CA: ruled in favor of plaintiff against the defendant.

ISSUE: Whether Air France is guilty of breach of contract of carriage. NO

36
HELD: Air France is not guilty of breach of contract of carriage. The respondent’s court’s ruling that there was a breach
of contract of carriage is premised on petitioner’s refusal to reroute Atty. Morales and in effect requiring him to purchase
a new set of tickets.

International Air Transportation Association (IATA) Resolution No. 275 e, 2., special note reads: "Where a fare is
restricted and such restrictions are not clearly evident from the required entries on the ticket, such restrictions
may be written, stamped or reprinted in plain language in the Endorsement/Restrictions" box of the applicable
flight coupon(s); or attached thereto by use of an appropriate notice." 7 Voluntary changes to tickets, 8 while
allowable, are also covered by (IATA) Resolution No. 1013, Art. II, which provides: "1. changes to the ticket
requested by the passenger will be subject to carriers regulations.
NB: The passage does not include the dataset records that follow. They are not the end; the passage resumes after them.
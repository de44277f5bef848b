use serde::Serialize;

use crate::config::ServerConfig;

// ---------------------------------------------------------------------------
// Response types
// ---------------------------------------------------------------------------

#[derive(Debug, Serialize)]
pub struct HealthResponse {
    pub status: HealthStatus,
    pub checks: HealthChecks,
}

#[derive(Debug, Clone, Copy, PartialEq, Eq, Serialize)]
#[serde(rename_all = "lowercase")]
pub enum HealthStatus {
    Ok,
    Unhealthy,
}

#[derive(Debug, Serialize)]
pub struct HealthChecks {
    pub repos_root: CheckResult,
    pub git: CheckResult,
}

#[derive(Debug, Serialize)]
pub struct CheckResult {
    pub ok: bool,
    #[serde(skip_serializing_if = "Option::is_none")]
    pub detail: Option<String>,
}

impl CheckResult {
    fn healthy(detail: Option<String>) -> Self {
        Self { ok: true, detail }
    }

    fn unhealthy(detail: impl Into<String>) -> Self {
        Self {
            ok: false,
            detail: Some(detail.into()),
        }
    }
}

// ---------------------------------------------------------------------------
// Individual checks
// ---------------------------------------------------------------------------

async fn check_repos_root(root: &str) -> CheckResult {
    match tokio::fs::metadata(root).await {
        Ok(meta) if meta.is_dir() => CheckResult::healthy(None),
        Ok(_) => CheckResult::unhealthy(format!("{root} exists but is not a directory")),
        Err(e) => CheckResult::unhealthy(format!("cannot stat {root}: {e}")),
    }
}

async fn check_git(git_binary: &str) -> CheckResult {
    let output = tokio::process::Command::new(git_binary)
        .arg("--version")
        .stdin(std::process::Stdio::null())
        .stdout(std::process::Stdio::piped())
        .stderr(std::process::Stdio::piped())
        .output()
        .await;

    match output {
        Ok(out) if out.status.success() => {
            let version = String::from_utf8_lossy(&out.stdout).trim().to_string();
            CheckResult::healthy(Some(version))
        }
        Ok(out) => CheckResult::unhealthy(format!(
            "{git_binary} --version exited with {}",
            out.status
        )),
        Err(e) => CheckResult::unhealthy(format!("cannot run {git_binary}: {e}")),
    }
}

// ---------------------------------------------------------------------------
// Aggregate
// ---------------------------------------------------------------------------

fn aggregate_status(checks: &HealthChecks) -> HealthStatus {
    // Both checks are required: without either one the backend cannot serve
    // a single exec request.
    if checks.repos_root.ok && checks.git.ok {
        HealthStatus::Ok
    } else {
        HealthStatus::Unhealthy
    }
}

/// Run every check and assemble the `/healthz` body.
pub async fn check(server: &ServerConfig) -> HealthResponse {
    let (repos_root, git) = tokio::join!(
        check_repos_root(&server.repos_root),
        check_git(&server.git_binary),
    );

    let checks = HealthChecks { repos_root, git };
    let status = aggregate_status(&checks);
    HealthResponse { status, checks }
}

// ---------------------------------------------------------------------------
// Tests
// ---------------------------------------------------------------------------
Private respondent wanted a rerouting to Hamburg, Geneva, Rome, Hongkong and Manilas 9 which shortened the
original itinerary on the ticket issued by AF Manila through ASPAC, its general sales agent. Considering the original
restrictions on the ticket, it was not unreasonable for Air France to deny the request.

Besides, a recurring ear infection was pleaded as reason necessitating urgent return to Manila. Assuming arguendo a
worsening pain or discomfort, private respondent appears to have still proceeded to four (4) other cities covering a
period of at least six (6) days and leaving open his date of departure from Hongkong to Manila.10 And, even if he
claimed to have undergone medical examination upon arrival in Manila, no medical certificate was presented. He failed
to even remember his date of arrival in Manila.

With a claim for a large amount of damages, the Court finds it unsual for respondent, a lawyer, to easily forget vital
information to substantiate his plea. It is also essential before an award of damages that the claimant must satisfactorily
prove during the trial the existence of the factual basis of the damages and its causal connection to defendant's acts.

Air France employees in Hamburg informed private respondent that his tickets were partly stamped "non-endorsable"
and "valid on Air France only." Mere refusal to accede to the passenger's wishes does not necessarily translate into
damages in the absence of bad faith. To our mind, respondent has failed to show wanton, malevolent or reckless
misconduct imputable to petitioner in its refusal to re-route.